Labeling ini termasuk cukup berhasil. Masyarakat terpolarisasi secara ekstrem. Sejak sebelum kemerdekaan hingga awal 2010-an, sejarah politik Indonesia memang diwarnai “pertarungan” kelompok Islamic versus kelompok nasionalis, namun dalam sejarah pertarungan ideologis tersebut, rasanya baru kali ini terjadi pertarungan yang berhasil menciptakan polarisasi secara tajam.
Bukan hanya itu, simbol-simbol dan idiom-idiom politik yang berwajah dan berbau Islam, sesuatu yang biasa dan sah dalam alam demokrasi dan tentu dalam pandangan Pancasila sekalipun, berhasil diacak-acak. Bendera tauhid dipersoalkan, disepadankan dengan Hizbut Tahrir Indonesia (HTI).
Tokoh-tokoh Islam yang secara politik berseberangan dengan negara dikriminalisasi, ditangkap dan ditersangkakan. Aksi damai umat Islam yang tergabung dalam Aksi 212 disoal dan digugat secara seronok.
Negara benar-benar berhasil melakukan deradikalisasi Pancasila. Nilai-nilai Pancasila yang seharusnya diradikalisasi di tengah-tengah masyarakat justru terderadikalisasi.
Pada periode kedua ini, tentu kalau Presiden Jokowi berkeinginan untuk mempunyai legacy dan happy ending di akhir jabatannya. Maka penting bagi Jokowi melakukan radikalisasi Pancasila pada dua hal.
Pertama, jangan lagi menjadikan Pancasila sebagai jargon yang memecah belah di antara anak bangsa. Jadikanlah Pancasila sebagai instrumen ideologis yang menyatukan—kembali—masyarakat dan umat beragama di Indonesia sebagaimana amanat Sila Ketiga Pancasila: Persatuan Indonesia.
Kedua, radikalisasi nilai-nilai Pancasila. Rasanya sudah bosan sekali mendengar sila-sila Pancasila dibacakan dalam setiap upacara bendera, namun nilai-nilai fundamentalnya nyaris tak hadir di masyarakat, terlebih di lingkup masyarakat politik kita.
Pancasila hanya sebatas dihafal, tapi nilai-nilainya nyaris tak terimplementasikan dengan baik.

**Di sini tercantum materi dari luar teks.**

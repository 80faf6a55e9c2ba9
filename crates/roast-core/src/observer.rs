// crates/roast-core/src/observer.rs
// ============================================================================
// Module: Run Observer
// Description: Progress hooks invoked by the lifecycle manager.
// Purpose: Stream progress to logs without coupling the runner to a sink.
// Dependencies: tracing
// ============================================================================

//! ## Overview
//! [`RunObserver`] receives class, case, and teardown events in run order.
//! [`TracingObserver`] turns them into structured log events.

use tracing::info;
use tracing::warn;

use crate::case::CaseName;
use crate::report::CaseReport;
use crate::report::ClassReport;
use crate::resources::TeardownReport;

/// Receives lifecycle events as a run progresses.
pub trait RunObserver {
    /// A class is about to be planned for execution.
    fn class_started(&mut self, _class: &str, _selected: usize) {}

    /// Class setup finished; `error` is set when it failed.
    fn setup_finished(&mut self, _class: &str, _error: Option<&str>) {}

    /// A case is about to run.
    fn case_started(&mut self, _class: &str, _case: &CaseName) {}

    /// A case reached its final outcome.
    fn case_finished(&mut self, _report: &CaseReport) {}

    /// A registry teardown completed.
    fn teardown_finished(&mut self, _report: &TeardownReport) {}

    /// A class finished, including teardown.
    fn class_finished(&mut self, _report: &ClassReport) {}
}

/// Observer that ignores every event.
#[derive(Debug, Clone, Copy, Default)]
pub struct NoopObserver;

impl RunObserver for NoopObserver {}

/// Observer that emits `tracing` events.
#[derive(Debug, Clone, Copy, Default)]
pub struct TracingObserver;

impl RunObserver for TracingObserver {
    fn class_started(&mut self, class: &str, selected: usize) {
        info!(class, selected, "class started");
    }

    fn setup_finished(&mut self, class: &str, error: Option<&str>) {
        match error {
            Some(error) => warn!(class, error, "class setup failed"),
            None => info!(class, "class setup complete"),
        }
    }

    fn case_started(&mut self, class: &str, case: &CaseName) {
        info!(class, case = %case, "case started");
    }

    fn case_finished(&mut self, report: &CaseReport) {
        if report.outcome.is_failure() {
            warn!(
                class = %report.class,
                case = %report.case,
                outcome = report.outcome.label(),
                duration_ms = report.duration_ms,
                "case finished"
            );
        } else {
            info!(
                class = %report.class,
                case = %report.case,
                outcome = report.outcome.label(),
                duration_ms = report.duration_ms,
                "case finished"
            );
        }
    }

    fn teardown_finished(&mut self, report: &TeardownReport) {
        if report.is_clean() {
            info!(
                scope = %report.scope,
                released = report.released,
                already_gone = report.already_gone,
                "teardown complete"
            );
        } else {
            warn!(
                scope = %report.scope,
                failures = report.failures.len(),
                "teardown completed with failures"
            );
        }
    }

    fn class_finished(&mut self, report: &ClassReport) {
        info!(class = %report.class, cases = report.cases.len(), "class finished");
    }
}
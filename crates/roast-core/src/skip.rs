// crates/roast-core/src/skip.rs
// ============================================================================
// Module: Skip Registry
// Description: Known-issue annotations and the skip decision table.
// Purpose: Suppress execution of cases blocked on open external defects.
// Dependencies: serde
// ============================================================================

//! ## Overview
//! A [`SkipRecord`] ties a test case to an issue in an external tracker. The
//! [`SkipRegistry`] decides, before a case runs, whether the record still
//! applies. Issues listed as resolved (or a registry that ignores known
//! issues entirely) let the case run again.

// ============================================================================
// SECTION: Imports
// ============================================================================

use std::collections::BTreeSet;
use std::fmt;

use serde::Deserialize;
use serde::Serialize;

// ============================================================================
// SECTION: Skip Records
// ============================================================================

/// Known-issue annotation attached to a test case.
///
/// # Invariants
/// - `tracker` is stored lowercase so references compare case-insensitively.
#[derive(Debug, Clone, PartialEq, Eq, Serialize, Deserialize)]
pub struct SkipRecord {
    /// Issue tracker name (for example `launchpad`).
    tracker: String,
    /// Issue identifier within the tracker.
    issue_id: String,
    /// Optional human-readable reason.
    #[serde(default, skip_serializing_if = "Option::is_none")]
    reason: Option<String>,
}

impl SkipRecord {
    /// Creates a record for an open issue.
    #[must_use]
    pub fn new(tracker: impl Into<String>, issue_id: impl Into<String>) -> Self {
        Self {
            tracker: tracker.into().to_ascii_lowercase(),
            issue_id: issue_id.into(),
            reason: None,
        }
    }

    /// Attaches a reason to the record.
    #[must_use]
    pub fn with_reason(mut self, reason: impl Into<String>) -> Self {
        self.reason = Some(reason.into());
        self
    }

    /// Returns the tracker name.
    #[must_use]
    pub fn tracker(&self) -> &str {
        &self.tracker
    }

    /// Returns the issue identifier.
    #[must_use]
    pub fn issue_id(&self) -> &str {
        &self.issue_id
    }

    /// Returns the optional reason.
    #[must_use]
    pub fn reason(&self) -> Option<&str> {
        self.reason.as_deref()
    }

    /// Returns the `tracker:issue` reference string.
    #[must_use]
    pub fn reference(&self) -> String {
        format!("{}:{}", self.tracker, self.issue_id)
    }
}

impl fmt::Display for SkipRecord {
    fn fmt(&self, f: &mut fmt::Formatter<'_>) -> fmt::Result {
        write!(f, "{}:{}", self.tracker, self.issue_id)?;
        if let Some(reason) = &self.reason {
            write!(f, " ({reason})")?;
        }
        Ok(())
    }
}

/// Why a case was not executed.
#[derive(Debug, Clone, PartialEq, Eq, Serialize)]
#[serde(tag = "kind", rename_all = "snake_case")]
pub enum SkipReason {
    /// Blocked on an open issue.
    KnownIssue {
        /// The issue reference.
        record: SkipRecord,
    },
    /// The class does not apply to the configured environment.
    Unsupported {
        /// Explanation from the applicability check.
        message: String,
    },
}

impl fmt::Display for SkipReason {
    fn fmt(&self, f: &mut fmt::Formatter<'_>) -> fmt::Result {
        match self {
            Self::KnownIssue {
                record,
            } => write!(f, "known issue {record}"),
            Self::Unsupported {
                message,
            } => write!(f, "unsupported: {message}"),
        }
    }
}

// ============================================================================
// SECTION: Registry
// ============================================================================

/// Decides whether skip records still suppress execution.
#[derive(Debug, Clone, Default, PartialEq, Eq)]
pub struct SkipRegistry {
    /// Lowercase `tracker:issue` references known to be fixed.
    resolved: BTreeSet<String>,
    /// When set, no known issue suppresses execution.
    include_known_issues: bool,
}

impl SkipRegistry {
    /// Creates a registry where every record is treated as open.
    #[must_use]
    pub fn new() -> Self {
        Self::default()
    }

    /// Marks a `tracker:issue` reference as resolved.
    #[must_use]
    pub fn resolve(mut self, reference: &str) -> Self {
        self.resolved.insert(normalize_reference(reference));
        self
    }

    /// Marks every reference in the iterator as resolved.
    #[must_use]
    pub fn with_resolved<I, S>(self, references: I) -> Self
    where
        I: IntoIterator<Item = S>,
        S: AsRef<str>,
    {
        references
            .into_iter()
            .fold(self, |registry, reference| registry.resolve(reference.as_ref()))
    }

    /// Returns a registry that runs cases regardless of known issues.
    #[must_use]
    pub fn including_known_issues(mut self) -> Self {
        self.include_known_issues = true;
        self
    }

    /// Returns true when the record's issue is considered fixed.
    #[must_use]
    pub fn is_resolved(&self, record: &SkipRecord) -> bool {
        self.include_known_issues
            || self.resolved.contains(&normalize_reference(&record.reference()))
    }

    /// Returns the skip reason for a case, or `None` when it should run.
    #[must_use]
    pub fn decide(&self, record: Option<&SkipRecord>) -> Option<SkipReason> {
        let record = record?;
        if self.is_resolved(record) {
            return None;
        }
        Some(SkipReason::KnownIssue {
            record: record.clone(),
        })
    }
}

/// Normalizes a reference so tracker names compare case-insensitively.
fn normalize_reference(reference: &str) -> String {
    match reference.trim().split_once(':') {
        Some((tracker, issue)) => {
            format!("{}:{}", tracker.trim().to_ascii_lowercase(), issue.trim())
        }
        None => reference.trim().to_string(),
    }
}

Antara das sollen dan das sein dari Pancasila tak ada ketersambungan yang harmonis bak sebuah orkestra. Yang terjadi das sollen jalan ke timur, sementara das sein-nya jalan ke barat.
Pancasilanya menegaskan bahwa Indonesia negara yang berdasarkan atas Ketuhanan Yang Maha Esa, namun nyaris nilai-nilai Ketuhanan tak hadir secuil pun di ruang-ruang publik. Abuse of power, korupsi, dan kejahatan hukum, politik, dan ekonomi nyaris terjadi secara sempurna.
Pancasilanya menyatakan bahwa politik Indonesia mendasarkan pada Kerakyatan yang Dipimpin oleh Hikmah/Kebijaksanaan dalam Permusyawaratan Perwakilan, namun pilpres dan pilkada secara langsung yang mafsadatnya terbukti sangat merusak tetap saja dipertahankan. Politik berbiaya mahal yang terbukti berhasil menyuburkan tingginya angka korupsi juga tetap dipertahankan.
Di peridoe keduanya, Presiden Jokowi harus berusaha secara serius melakukan radikalisasi Pancasila di ruang publik.
Kalau Presiden Jokowi berhasil melakukan radikalisasi Pancasila pada dua hal ini, percayalah, Jokowi akan dikenang sebagai Presiden pemersatu bangsa Indonesia dan radikal dalam membumikan Pancasila. Semoga. (*)
Kuala Terengganu Malaysia, 21 OKTOBER 2019.
Kolom oleh Ma’mun Murod Al-Barbasy, Direktur Pusat Studi Islam dan Pancasila (PSIP) FISIP UMJ.